In response to growing concern about lack of progress in OIR, reporters from CBS News and the New York Times were given access to the Combined Air Operations Center (CAOC) at Al Udeid airbase, Qatar late last month. They reported that up to 160 aircraft from the coalition are airborne each day, but the U.S. is flying 95 percent of the missions over Syria and 70 percent of those over Iraq. Bahrain has not participated in OIR since February, nor the United Arab Emirates since March, Jordan since August, and Saudi Arabia since September. Their combat jets were flying mostly over Syria. Belgium and Denmark have also withdrawn their F-16s, at least temporarily, and the new Canadian government might withdraw its six CF-18s and two CP-140 patrol aircraft.
The British government said it would not seek support from parliament, to extend strike operations by eight Tornado jets based at RAF Akrotiri in Cyprus, from Iraq to Syria. Nevertheless, CENTCOM air commander Lt. Gen.

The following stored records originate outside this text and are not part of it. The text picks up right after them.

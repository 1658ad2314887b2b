//! Drag and drop in the itinerary.
//!
//! The app's drag sensors need a press delay and real intermediate pointer
//! moves, so both scenarios use held, incremental gestures.

use super::app;
use crate::action::{DragGesture, DragTarget};
use crate::browser::DESKTOP_USER_AGENT;
use crate::capture::CaptureScope;
use crate::driver::PageDriver;
use crate::harness::Scenario;
use crate::locator::Locator;
use crate::result::HarnessResult;
use crate::session::Session;
use crate::wait::Condition;
use async_trait::async_trait;
use std::time::Duration;

/// Plan moved by [`PlanDrag`]
pub const DRAGGED_PLAN: &str = "Land at HKIA";

/// A plan dragged into the second day ends up in that day
#[derive(Debug, Clone, Copy, Default)]
pub struct PlanDrag;

impl PlanDrag {
    /// Press, hold, 20 moves, settle, release
    pub fn gesture() -> DragGesture {
        DragGesture::new(
            app::plan_item(DRAGGED_PLAN),
            DragTarget::Inset(app::day_group(1), 150.0),
        )
        .with_hold(Duration::from_millis(200))
        .with_steps(20)
        .with_settle(Duration::from_millis(500))
    }
}

#[async_trait]
impl<D: PageDriver> Scenario<D> for PlanDrag {
    fn name(&self) -> &'static str {
        "plan-drag"
    }

    fn description(&self) -> &'static str {
        "Incremental drag moves \"Land at HKIA\" into day 2"
    }

    fn viewport(&self) -> Option<(u32, u32)> {
        Some((1280, 800))
    }

    fn user_agent(&self) -> Option<&'static str> {
        Some(DESKTOP_USER_AGENT)
    }

    fn anchor(&self) -> Option<Locator> {
        Some(app::day_group(0))
    }

    async fn run(&self, session: &mut Session<D>) -> HarnessResult<()> {
        let report = session.drag(&Self::gesture()).await?;
        session
            .expect_relocated(
                &report,
                Condition::TextContains(app::day_group(1), DRAGGED_PLAN.to_string()),
            )
            .await?;
        session.capture("after drop", CaptureScope::Viewport).await?;
        Ok(())
    }
}

/// Only day drags mark another day as a swap target
#[derive(Debug, Clone, Copy, Default)]
pub struct DragStyles;

impl DragStyles {
    fn over_day_two(source: Locator) -> DragGesture {
        DragGesture::new(source, DragTarget::Offset(app::day_group(1), 50.0, 50.0))
            .with_hold(Duration::from_millis(600))
            .with_steps(10)
    }
}

#[async_trait]
impl<D: PageDriver> Scenario<D> for DragStyles {
    fn name(&self) -> &'static str {
        "drag-styles"
    }

    fn description(&self) -> &'static str {
        "Day 2 gets a dashed border during a day drag but not during a plan drag"
    }

    fn anchor(&self) -> Option<Locator> {
        Some(app::day_group(0))
    }

    async fn run(&self, session: &mut Session<D>) -> HarnessResult<()> {
        let held = session
            .drag_hold(&Self::over_day_two(app::first_plan_in(0)))
            .await?;
        session.pause(Duration::from_millis(200)).await?;
        session
            .expect(Condition::LacksClass(
                app::day_group(1),
                app::DAY_SWAP_CLASS.to_string(),
            ))
            .await?;
        session
            .capture("plan over day 2", CaptureScope::Viewport)
            .await?;
        session.drag_release(held).await?;
        session.pause(Duration::from_secs(1)).await?;

        let held = session
            .drag_hold(&Self::over_day_two(app::day_header(0)))
            .await?;
        session.pause(Duration::from_millis(200)).await?;
        session
            .expect(Condition::HasClass(
                app::day_group(1),
                app::DAY_SWAP_CLASS.to_string(),
            ))
            .await?;
        session
            .capture("day over day 2", CaptureScope::Viewport)
            .await?;
        session.drag_release(held).await?;
        Ok(())
    }
}
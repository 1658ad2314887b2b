//! Result and error types for Tripwire.

use thiserror::Error;

/// Result type for Tripwire operations
pub type HarnessResult<T> = Result<T, HarnessError>;

/// Errors that can occur while driving a scenario
#[derive(Debug, Error)]
pub enum HarnessError {
    /// Browser launch error
    #[error("Failed to launch browser: {message}")]
    BrowserLaunch {
        /// Error message
        message: String,
    },

    /// Target unreachable or navigation timed out
    #[error("Navigation to {url} failed: {message}")]
    Navigation {
        /// URL that failed
        url: String,
        /// Error message
        message: String,
    },

    /// Selector resolved to zero elements
    #[error("No element matches {selector}")]
    ElementNotFound {
        /// Selector description
        selector: String,
    },

    /// Strict selector resolved to more than one element
    #[error("{selector} resolved to {count} elements, expected exactly one")]
    AmbiguousMatch {
        /// Selector description
        selector: String,
        /// Number of matches
        count: usize,
    },

    /// Element exists but cannot receive the action
    #[error("Element {selector} is not actionable: {reason}")]
    ElementNotActionable {
        /// Selector description
        selector: String,
        /// Why the element was rejected (hidden, disabled, moving)
        reason: String,
    },

    /// Bounded wait exceeded
    #[error("Timed out after {timeout_ms}ms waiting for {description} (last observed: {last_observed})")]
    Timeout {
        /// What was waited for
        description: String,
        /// Timeout in milliseconds
        timeout_ms: u64,
        /// Last value seen before giving up
        last_observed: String,
    },

    /// A drag gesture too coarse for the application's drag sensing
    #[error("Drag gesture not recognised ({fidelity}): {message}")]
    GestureFidelity {
        /// Gesture fidelity label
        fidelity: String,
        /// Error message
        message: String,
    },

    /// Non-fatal artifact miss
    #[error("Capture '{checkpoint}' skipped: {reason}")]
    CaptureSkipped {
        /// Checkpoint name
        checkpoint: String,
        /// Why nothing was captured
        reason: String,
    },

    /// Explicit assertion failed
    #[error("Assertion failed: {message}")]
    AssertionFailed {
        /// Error message
        message: String,
    },

    /// Script evaluation error
    #[error("Evaluation failed: {message}")]
    Evaluation {
        /// Error message
        message: String,
    },

    /// Input dispatch error
    #[error("Input simulation failed: {message}")]
    Input {
        /// Error message
        message: String,
    },

    /// Screenshot error
    #[error("Screenshot failed: {message}")]
    Screenshot {
        /// Error message
        message: String,
    },

    /// Operation called in the wrong scenario state
    #[error("Invalid state: {message}")]
    InvalidState {
        /// Error message
        message: String,
    },

    /// Configuration error
    #[error("Configuration error: {message}")]
    Config {
        /// Error message
        message: String,
    },

    /// I/O error
    #[error("I/O error: {0}")]
    Io(#[from] std::io::Error),

    /// JSON error
    #[error("JSON error: {0}")]
    Json(#[from] serde_json::Error),

    /// Image decoding error
    #[error("Image error: {0}")]
    Image(#[from] image::ImageError),
}

impl HarnessError {
    /// Whether this error should abort the running scenario
    #[must_use]
    pub const fn is_fatal(&self) -> bool {
        !matches!(self, Self::CaptureSkipped { .. })
    }

    /// Short variant name for reports
    #[must_use]
    pub const fn kind(&self) -> &'static str {
        match self {
            Self::BrowserLaunch { .. } => "BrowserLaunch",
            Self::Navigation { .. } => "Navigation",
            Self::ElementNotFound { .. } => "ElementNotFound",
            Self::AmbiguousMatch { .. } => "AmbiguousMatch",
            Self::ElementNotActionable { .. } => "ElementNotActionable",
            Self::Timeout { .. } => "Timeout",
            Self::GestureFidelity { .. } => "GestureFidelity",
            Self::CaptureSkipped { .. } => "CaptureSkipped",
            Self::AssertionFailed { .. } => "AssertionFailed",
            Self::Evaluation { .. } => "Evaluation",
            Self::Input { .. } => "Input",
            Self::Screenshot { .. } => "Screenshot",
            Self::InvalidState { .. } => "InvalidState",
            Self::Config { .. } => "Config",
            Self::Io(_) => "Io",
            Self::Json(_) => "Json",
            Self::Image(_) => "Image",
        }
    }

    /// Create an assertion failure
    #[must_use]
    pub fn assertion(message: impl Into<String>) -> Self {
        Self::AssertionFailed {
            message: message.into(),
        }
    }

    /// Create an invalid state error
    #[must_use]
    pub fn invalid_state(message: impl Into<String>) -> Self {
        Self::InvalidState {
            message: message.into(),
        }
    }

    /// Create a configuration error
    #[must_use]
    pub fn config(message: impl Into<String>) -> Self {
        Self::Config {
            message: message.into(),
        }
    }
}

#[cfg(test)]
#[allow(clippy::unwrap_used)]
mod tests {
    use super::*;

    #[test]
    fn test_capture_skipped_is_not_fatal() {
        let err = HarnessError::CaptureSkipped {
            checkpoint: "card".to_string(),
            reason: "not visible".to_string(),
        };
        assert!(!err.is_fatal());
        assert!(err.to_string().contains("card"));
    }

    #[test]
    fn test_other_errors_are_fatal() {
        assert!(HarnessError::ElementNotFound {
            selector: "css=header".to_string()
        }
        .is_fatal());
        assert!(HarnessError::assertion("boom").is_fatal());
    }

    #[test]
    fn test_timeout_message_carries_last_observed() {
        let err = HarnessError::Timeout {
            description: "body overflow == \"\"".to_string(),
            timeout_ms: 2000,
            last_observed: "\"hidden\"".to_string(),
        };
        let msg = err.to_string();
        assert!(msg.contains("2000ms"));
        assert!(msg.contains("hidden"));
    }

    #[test]
    fn test_ambiguous_match_message() {
        let err = HarnessError::AmbiguousMatch {
            selector: "role=button[name=\"Save\"]".to_string(),
            count: 2,
        };
        assert!(err.to_string().contains("2 elements"));
    }

    #[test]
    fn test_kind_labels() {
        assert_eq!(HarnessError::assertion("x").kind(), "AssertionFailed");
        let err = HarnessError::GestureFidelity {
            fidelity: "teleport".to_string(),
            message: "not recognised".to_string(),
        };
        assert_eq!(err.kind(), "GestureFidelity");
    }

    #[test]
    fn test_io_error_from() {
        let io_err = std::io::Error::new(std::io::ErrorKind::NotFound, "gone");
        let err: HarnessError = io_err.into();
        assert!(err.to_string().contains("I/O"));
    }
}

Charles Brown expressed satisfaction about the level of allied support for OIR. The French are deploying their aircraft carrier Charles de Gaulle to support the operation for a second time, adding to their existing contribution from nine Rafales and six Mirage 2000s based at Al Dhafra in the UAE. It partially replaces the USS Theodore Roosevelt, which was providing 10 percent of all OIR fast jet missions until it left the Gulf in early October. The U.S. Navy is not able to send a replacement carrier until mid-December.
With many coalition aircraft based a long way from Syria in Qatar and the UAE, the operation has required substantial air refueling support, with up to 200 contacts each day. That problem has now been eased by Turkey’s belated agreement to allow the use of its air bases. Having initially deployed six F-16s and some ReaperUAVs to Incirlik, and combat search and rescue assets to Diyarbakir, the U.S. has now replaced the F-16s by moving a dozen A-10s from Kuwait, with six F-15Es to arrive shortly. From Turkey, they will be able to respond more quickly to emerging targets over Syria. These targets are mostly being identified by "persistent ISR" provided by MQ-1/9 Predator/Reaper UAV orbits. U.S. officials claim that the ratio of airstrikes to total combat missions flown has improved from one-quarter to two-thirds.
The U.S. has also sent six F-15Cs to Incirlik, but these air superiority fighters are not helping to establish a no-fly zone over parts of Syria, as some strategists suggested. Rather, they were sent to defend Turkish airspace, at Ankara’s request. U.S. spokesmen have not specified the perceived threat, which must therefore be from the Russian aircraft that were deployed to Syria in late September. Those aircraft have now flown more than 1,600 combat missions over Syria, according to Russian President Putin. U.S. officials revealed that the coordination with the Russian air forces includes a common airborne frequency, as well as pre-arranged deconfliction that is negotiated on the ground between the coalition CAOC and the Russian equivalent.
At the Dubai Air Show this week, Secretary of the Air Force Deborah Lee James told reporters: “We’re making progress…but it is going to take years. We have collectively pushed back ISIS in terms of the territory that they’ve occupied; we have hit them in terms of command and control centers, and training sites; we’ve hit equipment storage areas. Thousands of fighters have been taken out, including key leaders, and we’ve also been attacking their sources of revenue.”
At the same media event in Dubai, Lt. Gen. Brown said that the Saudi-led coalition is “doing good work” in Yemen. The struggle there between Houthi rebels supported by Iran and the internationally recognized government has ebbed and flowed, with no conclusive outcome despite the Arab intervention, which has included ground forces. The operation has been renamed from “Decisive Storm” to “Restoring Hope.” After some initial media briefings, the Arab coalition has not offered progress reports, nor responded to substantial allegations about civilian casualties from airstrikes. Brown said that the U.S. is sharing intelligence and providing air-to-air refueling tankers plus “some ISR” to the Arab coalition. The U.S. has deployed “less than 10” personnel to the air operations center in Riyadh, he revealed.